### What the exercise asks
Here the requirement is to repeat every record exactly, in full.
[Material provided]
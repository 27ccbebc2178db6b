//! Job board records.

use std::fmt;

use serde::{Deserialize, Serialize};

/// Lifecycle state of a job on the board.
#[derive(Debug, Clone, Copy, Default, PartialEq, Eq, Hash, Serialize, Deserialize)]
#[serde(rename_all = "snake_case")]
pub enum JobState {
    #[default]
    Unclaimed,
    InProgress,
    Done,
    Failed,
}

impl JobState {
    /// Check if the job is in a terminal state.
    pub fn is_terminal(&self) -> bool {
        matches!(self, JobState::Done | JobState::Failed)
    }

    pub fn as_str(&self) -> &'static str {
        match self {
            JobState::Unclaimed => "unclaimed",
            JobState::InProgress => "in_progress",
            JobState::Done => "done",
            JobState::Failed => "failed",
        }
    }
}

impl fmt::Display for JobState {
    fn fmt(&self, f: &mut fmt::Formatter<'_>) -> fmt::Result {
        f.pad(self.as_str())
    }
}

/// A unit of work: harvest one external group.
#[derive(Debug, Clone, PartialEq, Eq, Serialize, Deserialize)]
pub struct Job {
    /// Board-assigned identifier, also the insertion order.
    pub id: u64,

    /// Natural external group identifier
    pub key: String,

    #[serde(default)]
    pub state: JobState,

    /// Worker identity holding the job, if any
    #[serde(default, skip_serializing_if = "Option::is_none")]
    pub owner: Option<String>,
}

impl Job {
    pub fn new(id: u64, key: impl Into<String>) -> Self {
        Self {
            id,
            key: key.into(),
            state: JobState::Unclaimed,
            owner: None,
        }
    }

    /// Whether `worker_id` currently holds this job.
    pub fn is_owned_by(&self, worker_id: &str) -> bool {
        self.state == JobState::InProgress && self.owner.as_deref() == Some(worker_id)
    }
}

/// Selection criteria for querying the board.
#[derive(Debug, Clone, Default, PartialEq, Eq)]
pub struct JobFilter {
    pub state: Option<JobState>,
    pub owner: Option<String>,
}

impl JobFilter {
    pub fn unclaimed() -> Self {
        Self {
            state: Some(JobState::Unclaimed),
            owner: None,
        }
    }

    pub fn in_progress_for(worker_id: &str) -> Self {
        Self {
            state: Some(JobState::InProgress),
            owner: Some(worker_id.to_string()),
        }
    }

    pub fn matches(&self, job: &Job) -> bool {
        self.state.is_none_or(|s| job.state == s)
            && self
                .owner
                .as_deref()
                .is_none_or(|o| job.owner.as_deref() == Some(o))
    }
}

/// Field changes applied by a board update.
#[derive(Debug, Clone, PartialEq, Eq)]
pub struct JobUpdate {
    pub state: JobState,
    /// `None` leaves the owner untouched.
    pub owner: Option<String>,
}

impl JobUpdate {
    pub fn claim(worker_id: &str) -> Self {
        Self {
            state: JobState::InProgress,
            owner: Some(worker_id.to_string()),
        }
    }

    pub fn finish(state: JobState) -> Self {
        Self { state, owner: None }
    }

    pub fn apply(&self, job: &mut Job) {
        job.state = self.state;
        if let Some(owner) = &self.owner {
            job.owner = Some(owner.clone());
        }
    }
}
//! Durable state for harvesting: resume checkpoints and harvested items.
//!
//! ## Directory Structure
//!
//! ```text
//! {data_dir}/
//! ├── resume_files/          # One checkpoint per job key
//! │   └── {job_key}.json
//! └── downloads/             # One file per harvested item
//!     └── {job_key}/
//!         └── {item_id}.json
//! ```

pub mod local;

use async_trait::async_trait;

use crate::error::Result;
use crate::models::{Checkpoint, Item};

// Re-export for convenience
pub use local::{LocalCheckpointStore, LocalItemSink};

/// Durable per-job pagination cursor.
#[async_trait]
pub trait CheckpointStore: Send + Sync {
    /// Latest saved checkpoint for a job, if any.
    async fn load(&self, job_key: &str) -> Result<Option<Checkpoint>>;

    /// Persist the cursor before returning; callers rely on it surviving a crash.
    async fn save(&self, job_key: &str, cursor: &str) -> Result<()>;

    /// Drop the checkpoint once the job is finished or abandoned.
    async fn clear(&self, job_key: &str) -> Result<()>;
}

/// Idempotent per-item persistence.
#[async_trait]
pub trait ItemSink: Send + Sync {
    /// Store an item under the job's namespace, overwriting any earlier copy.
    async fn write(&self, job_key: &str, item: &Item) -> Result<()>;
}
//! Deterministic source for exercising sessions in tests.
//!
//! Pages are addressed by cursors `page-0`, `page-1`, ...; the first page has
//! no cursor. Interruptions are keyed by the 1-based fetch number.

use std::collections::HashMap;
use std::sync::Mutex;

use async_trait::async_trait;
use chrono::{DateTime, TimeZone, Utc};

use crate::error::{AppError, Result};
use crate::models::Item;
use crate::source::{ContentSource, FetchOutcome, Page};

#[derive(Debug, Clone, Copy)]
pub(crate) enum Interruption {
    Blocked,
    Unexpected,
    NotFound,
    Fail,
}

#[derive(Default)]
pub(crate) struct ScriptedSource {
    pages: Vec<Vec<Item>>,
    interruptions: Mutex<HashMap<usize, Interruption>>,
    requested: Mutex<Vec<Option<String>>>,
}

impl ScriptedSource {
    pub(crate) fn new(pages: Vec<Vec<Item>>) -> Self {
        Self {
            pages,
            ..Self::default()
        }
    }

    /// Interrupt the given fetch (1-based) instead of serving it.
    pub(crate) fn interrupt(self, fetch_number: usize, interruption: Interruption) -> Self {
        self.interruptions
            .lock()
            .unwrap()
            .insert(fetch_number, interruption);
        self
    }

    /// Cursors requested so far, in order.
    pub(crate) fn requested(&self) -> Vec<Option<String>> {
        self.requested.lock().unwrap().clone()
    }

    pub(crate) fn cursor(index: usize) -> String {
        format!("page-{index}")
    }
}

#[async_trait]
impl ContentSource for ScriptedSource {
    async fn fetch_page(&self, _query: &str, cursor: Option<&str>) -> Result<FetchOutcome> {
        let fetch_number = {
            let mut requested = self.requested.lock().unwrap();
            requested.push(cursor.map(str::to_string));
            requested.len()
        };

        if let Some(interruption) = self.interruptions.lock().unwrap().remove(&fetch_number) {
            return match interruption {
                Interruption::Blocked => Ok(FetchOutcome::TemporarilyBlocked("banned".into())),
                Interruption::Unexpected => Ok(FetchOutcome::UnexpectedResponse("junk".into())),
                Interruption::NotFound => Ok(FetchOutcome::NotFound("gone".into())),
                Interruption::Fail => Err(AppError::Io(std::io::Error::new(
                    std::io::ErrorKind::ConnectionReset,
                    "connection reset",
                ))),
            };
        }

        let index = match cursor {
            None => 0,
            Some(c) => c
                .strip_prefix("page-")
                .and_then(|n| n.parse::<usize>().ok())
                .ok_or_else(|| AppError::unexpected(format!("bad cursor {c}")))?,
        };

        let items = self.pages.get(index).cloned().unwrap_or_default();
        let next_cursor = (index + 1 < self.pages.len()).then(|| Self::cursor(index + 1));
        Ok(FetchOutcome::Page(Page { items, next_cursor }))
    }
}

/// Noon on the given day of March 2024.
pub(crate) fn day(d: u32) -> DateTime<Utc> {
    Utc.with_ymd_and_hms(2024, 3, d, 12, 0, 0).unwrap()
}

/// An item the source delivered without a publication time.
pub(crate) fn undated(id: &str) -> Item {
    Item {
        id: id.to_string(),
        timestamp: None,
        payload: serde_json::Value::Null,
    }
}

/// Items `{prefix}-0..n` all stamped with `timestamp`.
pub(crate) fn items(prefix: &str, n: usize, timestamp: DateTime<Utc>) -> Vec<Item> {
    (0..n)
        .map(|i| Item {
            id: format!("{prefix}-{i}"),
            timestamp: Some(timestamp),
            payload: serde_json::json!({ "n": i }),
        })
        .collect()
}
[/Material provided]
### Result of this task
repository 27ccbebc2178db6b
//! Job board records.

use std::fmt;

use serde::{Deserialize, Serialize};

/// Lifecycle state of a job on the board.
#[derive(Debug, Clone, Copy, Default, PartialEq, Eq, Hash, Serialize, Deserialize)]
#[serde(rename_all = "snake_case")]
pub enum JobState {
    #[default]
    Unclaimed,
    InProgress,
    Done,
    Failed,
}

impl JobState {
    /// Check if the job is in a terminal state.
    pub fn is_terminal(&self) -> bool {
        matches!(self, JobState::Done | JobState::Failed)
    }

    pub fn as_str(&self) -> &'static str {
        match self {
            JobState::Unclaimed => "unclaimed",
            JobState::InProgress => "in_progress",
            JobState::Done => "done",
            JobState::Failed => "failed",
        }
    }
}

impl fmt::Display for JobState {
    fn fmt(&self, f: &mut fmt::Formatter<'_>) -> fmt::Result {
        f.pad(self.as_str())
    }
}

/// A unit of work: harvest one external group.
#[derive(Debug, Clone, PartialEq, Eq, Serialize, Deserialize)]
pub struct Job {
    /// Board-assigned identifier, also the insertion order.
    pub id: u64,

    /// Natural external group identifier
    pub key: String,

    #[serde(default)]
    pub state: JobState,

    /// Worker identity holding the job, if any
    #[serde(default, skip_serializing_if = "Option::is_none")]
    pub owner: Option<String>,
}

impl Job {
    pub fn new(id: u64, key: impl Into<String>) -> Self {
        Self {
            id,
            key: key.into(),
            state: JobState::Unclaimed,
            owner: None,
        }
    }

    /// Whether `worker_id` currently holds this job.
    pub fn is_owned_by(&self, worker_id: &str) -> bool {
        self.state == JobState::InProgress && self.owner.as_deref() == Some(worker_id)
    }
}

/// Selection criteria for querying the board.
#[derive(Debug, Clone, Default, PartialEq, Eq)]
pub struct JobFilter {
    pub state: Option<JobState>,
    pub owner: Option<String>,
}

impl JobFilter {
    pub fn unclaimed() -> Self {
        Self {
            state: Some(JobState::Unclaimed),
            owner: None,
        }
    }

    pub fn in_progress_for(worker_id: &str) -> Self {
        Self {
            state: Some(JobState::InProgress),
            owner: Some(worker_id.to_string()),
        }
    }

    pub fn matches(&self, job: &Job) -> bool {
        self.state.is_none_or(|s| job.state == s)
            && self
                .owner
                .as_deref()
                .is_none_or(|o| job.owner.as_deref() == Some(o))
    }
}

/// Field changes applied by a board update.
#[derive(Debug, Clone, PartialEq, Eq)]
pub struct JobUpdate {
    pub state: JobState,
    /// `None` leaves the owner untouched.
    pub owner: Option<String>,
}

impl JobUpdate {
    pub fn claim(worker_id: &str) -> Self {
        Self {
            state: JobState::InProgress,
            owner: Some(worker_id.to_string()),
        }
    }

    pub fn finish(state: JobState) -> Self {
        Self { state, owner: None }
    }

    pub fn apply(&self, job: &mut Job) {
        job.state = self.state;
        if let Some(owner) = &self.owner {
            job.owner = Some(owner.clone());
        }
    }
}
//! Durable state for harvesting: resume checkpoints and harvested items.
//!
//! ## Directory Structure
//!
//! ```text
//! {data_dir}/
//! ├── resume_files/          # One checkpoint per job key
//! │   └── {job_key}.json
//! └── downloads/             # One file per harvested item
//!     └── {job_key}/
//!         └── {item_id}.json
//! ```

pub mod local;

use async_trait::async_trait;

use crate::error::Result;
use crate::models::{Checkpoint, Item};

// Re-export for convenience
pub use local::{LocalCheckpointStore, LocalItemSink};

/// Durable per-job pagination cursor.
#[async_trait]
pub trait CheckpointStore: Send + Sync {
    /// Latest saved checkpoint for a job, if any.
    async fn load(&self, job_key: &str) -> Result<Option<Checkpoint>>;

    /// Persist the cursor before returning; callers rely on it surviving a crash.
    async fn save(&self, job_key: &str, cursor: &str) -> Result<()>;

    /// Drop the checkpoint once the job is finished or abandoned.
    async fn clear(&self, job_key: &str) -> Result<()>;
}

/// Idempotent per-item persistence.
#[async_trait]
pub trait ItemSink: Send + Sync {
    /// Store an item under the job's namespace, overwriting any earlier copy.
    async fn write(&self, job_key: &str, item: &Item) -> Result<()>;
}
//! Deterministic source for exercising sessions in tests.
//!
//! Pages are addressed by cursors `page-0`, `page-1`, ...; the first page has
//! no cursor. Interruptions are keyed by the 1-based fetch number.

use std::collections::HashMap;
use std::sync::Mutex;

use async_trait::async_trait;
use chrono::{DateTime, TimeZone, Utc};

use crate::error::{AppError, Result};
use crate::models::Item;
use crate::source::{ContentSource, FetchOutcome, Page};

#[derive(Debug, Clone, Copy)]
pub(crate) enum Interruption {
    Blocked,
    Unexpected,
    NotFound,
    Fail,
}

#[derive(Default)]
pub(crate) struct ScriptedSource {
    pages: Vec<Vec<Item>>,
    interruptions: Mutex<HashMap<usize, Interruption>>,
    requested: Mutex<Vec<Option<String>>>,
}

impl ScriptedSource {
    pub(crate) fn new(pages: Vec<Vec<Item>>) -> Self {
        Self {
            pages,
            ..Self::default()
        }
    }

    /// Interrupt the given fetch (1-based) instead of serving it.
    pub(crate) fn interrupt(self, fetch_number: usize, interruption: Interruption) -> Self {
        self.interruptions
            .lock()
            .unwrap()
            .insert(fetch_number, interruption);
        self
    }

    /// Cursors requested so far, in order.
    pub(crate) fn requested(&self) -> Vec<Option<String>> {
        self.requested.lock().unwrap().clone()
    }

    pub(crate) fn cursor(index: usize) -> String {
        format!("page-{index}")
    }
}

#[async_trait]
impl ContentSource for ScriptedSource {
    async fn fetch_page(&self, _query: &str, cursor: Option<&str>) -> Result<FetchOutcome> {
        let fetch_number = {
            let mut requested = self.requested.lock().unwrap();
            requested.push(cursor.map(str::to_string));
            requested.len()
        };

        if let Some(interruption) = self.interruptions.lock().unwrap().remove(&fetch_number) {
            return match interruption {
                Interruption::Blocked => Ok(FetchOutcome::TemporarilyBlocked("banned".into())),
                Interruption::Unexpected => Ok(FetchOutcome::UnexpectedResponse("junk".into())),
                Interruption::NotFound => Ok(FetchOutcome::NotFound("gone".into())),
                Interruption::Fail => Err(AppError::Io(std::io::Error::new(
                    std::io::ErrorKind::ConnectionReset,
                    "connection reset",
                ))),
            };
        }

        let index = match cursor {
            None => 0,
            Some(c) => c
                .strip_prefix("page-")
                .and_then(|n| n.parse::<usize>().ok())
                .ok_or_else(|| AppError::unexpected(format!("bad cursor {c}")))?,
        };

        let items = self.pages.get(index).cloned().unwrap_or_default();
        let next_cursor = (index + 1 < self.pages.len()).then(|| Self::cursor(index + 1));
        Ok(FetchOutcome::Page(Page { items, next_cursor }))
    }
}

/// Noon on the given day of March 2024.
pub(crate) fn day(d: u32) -> DateTime<Utc> {
    Utc.with_ymd_and_hms(2024, 3, d, 12, 0, 0).unwrap()
}

/// An item the source delivered without a publication time.
pub(crate) fn undated(id: &str) -> Item {
    Item {
        id: id.to_string(),
        timestamp: None,
        payload: serde_json::Value::Null,
    }
}

/// Items `{prefix}-0..n` all stamped with `timestamp`.
pub(crate) fn items(prefix: &str, n: usize, timestamp: DateTime<Utc>) -> Vec<Item> {
    (0..n)
        .map(|i| Item {
            id: format!("{prefix}-{i}"),
            timestamp: Some(timestamp),
            payload: serde_json::json!({ "n": i }),
        })
        .collect()
}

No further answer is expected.